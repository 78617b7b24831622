//! Source file representation with line-start indexing and presumed paths.

use crate::file_id::FileId;
use std::path::{Path, PathBuf};

/// A `#line`-style directive recorded against a file.
///
/// From `offset` onward the file presents itself under `presumed_path` (and
/// `presumed_line` for the line at `offset`). Directives are recorded in
/// increasing offset order by the preprocessor.
#[derive(Debug, Clone)]
pub struct LineDirective {
    /// Byte offset at which the directive takes effect.
    pub offset: u32,
    /// The path the file claims to be from this point on.
    pub presumed_path: PathBuf,
    /// The line number the next source line claims to have.
    pub presumed_line: u32,
}

/// A source file loaded into the compilation session.
///
/// Stores the file's content along with precomputed line-start offsets for
/// efficient line/column resolution, and any line directives seen while
/// lexing it so diagnostics can use presumed paths for preprocessed input.
pub struct SourceFile {
    /// The unique identifier for this file within the [`SourceDb`](crate::SourceDb).
    pub id: FileId,
    /// The filesystem path of this file (or a synthetic name for in-memory sources).
    pub path: PathBuf,
    /// The full text content of the file.
    pub content: String,
    /// Byte offsets of each line start (the first entry is always 0).
    line_starts: Vec<u32>,
    /// Line directives in increasing offset order.
    line_directives: Vec<LineDirective>,
}

impl SourceFile {
    /// Creates a new `SourceFile` with precomputed line starts.
    pub fn new(id: FileId, path: PathBuf, content: String) -> Self {
        let line_starts = compute_line_starts(&content);
        Self {
            id,
            path,
            content,
            line_starts,
            line_directives: Vec::new(),
        }
    }

    /// Converts a byte offset into 1-indexed (line, column) coordinates.
    ///
    /// Uses binary search on the precomputed line-start offsets for efficient lookup.
    pub fn line_col(&self, byte_offset: u32) -> (u32, u32) {
        let line_idx = match self.line_starts.binary_search(&byte_offset) {
            Ok(idx) => idx,
            Err(idx) => idx - 1,
        };
        let line = (line_idx as u32) + 1;
        let col = byte_offset - self.line_starts[line_idx] + 1;
        (line, col)
    }

    /// Returns a substring of the file content between byte offsets.
    pub fn snippet(&self, start: u32, end: u32) -> &str {
        &self.content[start as usize..end as usize]
    }

    /// Records a line directive taking effect at `offset`.
    ///
    /// Offsets must be recorded in increasing order; a directive at an
    /// already-recorded offset replaces the earlier one.
    pub fn record_line_directive(&mut self, directive: LineDirective) {
        if let Some(last) = self.line_directives.last_mut() {
            assert!(
                last.offset <= directive.offset,
                "line directives recorded out of order"
            );
            if last.offset == directive.offset {
                *last = directive;
                return;
            }
        }
        self.line_directives.push(directive);
    }

    /// Returns the presumed path at `offset`: the path named by the last
    /// line directive at or before `offset`, or the real path if none.
    pub fn presumed_path(&self, offset: u32) -> &Path {
        let idx = self
            .line_directives
            .partition_point(|d| d.offset <= offset);
        if idx == 0 {
            &self.path
        } else {
            &self.line_directives[idx - 1].presumed_path
        }
    }
}

/// Computes the byte offsets of each line start in the given content.
fn compute_line_starts(content: &str) -> Vec<u32> {
    let mut starts = vec![0u32];
    for (i, byte) in content.bytes().enumerate() {
        if byte == b'\n' {
            starts.push((i + 1) as u32);
        }
    }
    starts
}

#[cfg(test)]
mod tests {
    use super::*;

    fn make_file(content: &str) -> SourceFile {
        SourceFile::new(
            FileId::from_raw(0),
            PathBuf::from("main.op"),
            content.to_string(),
        )
    }

    #[test]
    fn line_starts_computation() {
        let f = make_file("let x\nlet y\nfn z");
        assert_eq!(f.line_col(0), (1, 1));
        assert_eq!(f.line_col(6), (2, 1));
        assert_eq!(f.line_col(12), (3, 1));
    }

    #[test]
    fn line_col_mid_line() {
        let f = make_file("abc\ndef\nghi");
        assert_eq!(f.line_col(5), (2, 2));
        assert_eq!(f.line_col(8), (3, 1));
    }

    #[test]
    fn snippet_extraction() {
        let f = make_file("hello world");
        assert_eq!(f.snippet(0, 5), "hello");
        assert_eq!(f.snippet(6, 11), "world");
    }

    #[test]
    fn empty_file() {
        let f = make_file("");
        assert_eq!(f.line_col(0), (1, 1));
    }

    #[test]
    fn presumed_path_without_directives() {
        let f = make_file("fn main() {}\n");
        assert_eq!(f.presumed_path(5), Path::new("main.op"));
    }

    #[test]
    fn presumed_path_follows_directives() {
        let mut f = make_file("a\nb\nc\nd\n");
        f.record_line_directive(LineDirective {
            offset: 2,
            presumed_path: PathBuf::from("generated.op"),
            presumed_line: 100,
        });
        f.record_line_directive(LineDirective {
            offset: 6,
            presumed_path: PathBuf::from("template.op"),
            presumed_line: 1,
        });
        assert_eq!(f.presumed_path(0), Path::new("main.op"));
        assert_eq!(f.presumed_path(2), Path::new("generated.op"));
        assert_eq!(f.presumed_path(5), Path::new("generated.op"));
        assert_eq!(f.presumed_path(7), Path::new("template.op"));
    }

    #[test]
    fn directive_at_same_offset_replaces() {
        let mut f = make_file("a\nb\n");
        f.record_line_directive(LineDirective {
            offset: 2,
            presumed_path: PathBuf::from("first.op"),
            presumed_line: 1,
        });
        f.record_line_directive(LineDirective {
            offset: 2,
            presumed_path: PathBuf::from("second.op"),
            presumed_line: 1,
        });
        assert_eq!(f.presumed_path(3), Path::new("second.op"));
    }
}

* Requirement: Print every line of the records exactly. Omit nothing.

* Solution to this exercise:
repository 78617b7b24831622
//! Source file representation with line-start indexing and presumed paths.

use crate::file_id::FileId;
use std::path::{Path, PathBuf};

/// A `#line`-style directive recorded against a file.
///
/// From `offset` onward the file presents itself under `presumed_path` (and
/// `presumed_line` for the line at `offset`). Directives are recorded in
/// increasing offset order by the preprocessor.
#[derive(Debug, Clone)]
pub struct LineDirective {
    /// Byte offset at which the directive takes effect.
    pub offset: u32,
    /// The path the file claims to be from this point on.
    pub presumed_path: PathBuf,
    /// The line number the next source line claims to have.
    pub presumed_line: u32,
}

/// A source file loaded into the compilation session.
///
/// Stores the file's content along with precomputed line-start offsets for
/// efficient line/column resolution, and any line directives seen while
/// lexing it so diagnostics can use presumed paths for preprocessed input.
pub struct SourceFile {
    /// The unique identifier for this file within the [`SourceDb`](crate::SourceDb).
    pub id: FileId,
    /// The filesystem path of this file (or a synthetic name for in-memory sources).
    pub path: PathBuf,
    /// The full text content of the file.
    pub content: String,
    /// Byte offsets of each line start (the first entry is always 0).
    line_starts: Vec<u32>,
    /// Line directives in increasing offset order.
    line_directives: Vec<LineDirective>,
}

impl SourceFile {
    /// Creates a new `SourceFile` with precomputed line starts.
    pub fn new(id: FileId, path: PathBuf, content: String) -> Self {
        let line_starts = compute_line_starts(&content);
        Self {
            id,
            path,
            content,
            line_starts,
            line_directives: Vec::new(),
        }
    }

    /// Converts a byte offset into 1-indexed (line, column) coordinates.
    ///
    /// Uses binary search on the precomputed line-start offsets for efficient lookup.
    pub fn line_col(&self, byte_offset: u32) -> (u32, u32) {
        let line_idx = match self.line_starts.binary_search(&byte_offset) {
            Ok(idx) => idx,
            Err(idx) => idx - 1,
        };
        let line = (line_idx as u32) + 1;
        let col = byte_offset - self.line_starts[line_idx] + 1;
        (line, col)
    }

    /// Returns a substring of the file content between byte offsets.
    pub fn snippet(&self, start: u32, end: u32) -> &str {
        &self.content[start as usize..end as usize]
    }

    /// Records a line directive taking effect at `offset`.
    ///
    /// Offsets must be recorded in increasing order; a directive at an
    /// already-recorded offset replaces the earlier one.
    pub fn record_line_directive(&mut self, directive: LineDirective) {
        if let Some(last) = self.line_directives.last_mut() {
            assert!(
                last.offset <= directive.offset,
                "line directives recorded out of order"
            );
            if last.offset == directive.offset {
                *last = directive;
                return;
            }
        }
        self.line_directives.push(directive);
    }

    /// Returns the presumed path at `offset`: the path named by the last
    /// line directive at or before `offset`, or the real path if none.
    pub fn presumed_path(&self, offset: u32) -> &Path {
        let idx = self
            .line_directives
            .partition_point(|d| d.offset <= offset);
        if idx == 0 {
            &self.path
        } else {
            &self.line_directives[idx - 1].presumed_path
        }
    }
}

/// Computes the byte offsets of each line start in the given content.
fn compute_line_starts(content: &str) -> Vec<u32> {
    let mut starts = vec![0u32];
    for (i, byte) in content.bytes().enumerate() {
        if byte == b'\n' {
            starts.push((i + 1) as u32);
        }
    }
    starts
}

#[cfg(test)]
mod tests {
    use super::*;

    fn make_file(content: &str) -> SourceFile {
        SourceFile::new(
            FileId::from_raw(0),
            PathBuf::from("main.op"),
            content.to_string(),
        )
    }

    #[test]
    fn line_starts_computation() {
        let f = make_file("let x\nlet y\nfn z");
        assert_eq!(f.line_col(0), (1, 1));
        assert_eq!(f.line_col(6), (2, 1));
        assert_eq!(f.line_col(12), (3, 1));
    }

    #[test]
    fn line_col_mid_line() {
        let f = make_file("abc\ndef\nghi");
        assert_eq!(f.line_col(5), (2, 2));
        assert_eq!(f.line_col(8), (3, 1));
    }

    #[test]
    fn snippet_extraction() {
        let f = make_file("hello world");
        assert_eq!(f.snippet(0, 5), "hello");
        assert_eq!(f.snippet(6, 11), "world");
    }

    #[test]
    fn empty_file() {
        let f = make_file("");
        assert_eq!(f.line_col(0), (1, 1));
    }

    #[test]
    fn presumed_path_without_directives() {
        let f = make_file("fn main() {}\n");
        assert_eq!(f.presumed_path(5), Path::new("main.op"));
    }

    #[test]
    fn presumed_path_follows_directives() {
        let mut f = make_file("a\nb\nc\nd\n");
        f.record_line_directive(LineDirective {
            offset: 2,
            presumed_path: PathBuf::from("generated.op"),
            presumed_line: 100,
        });
        f.record_line_directive(LineDirective {
            offset: 6,
            presumed_path: PathBuf::from("template.op"),
            presumed_line: 1,
        });
        assert_eq!(f.presumed_path(0), Path::new("main.op"));
        assert_eq!(f.presumed_path(2), Path::new("generated.op"));
        assert_eq!(f.presumed_path(5), Path::new("generated.op"));
        assert_eq!(f.presumed_path(7), Path::new("template.op"));
    }

    #[test]
    fn directive_at_same_offset_replaces() {
        let mut f = make_file("a\nb\n");
        f.record_line_directive(LineDirective {
            offset: 2,
            presumed_path: PathBuf::from("first.op"),
            presumed_line: 1,
        });
        f.record_line_directive(LineDirective {
            offset: 2,
            presumed_path: PathBuf::from("second.op"),
            presumed_line: 1,
        });
        assert_eq!(f.presumed_path(3), Path::new("second.op"));
    }
}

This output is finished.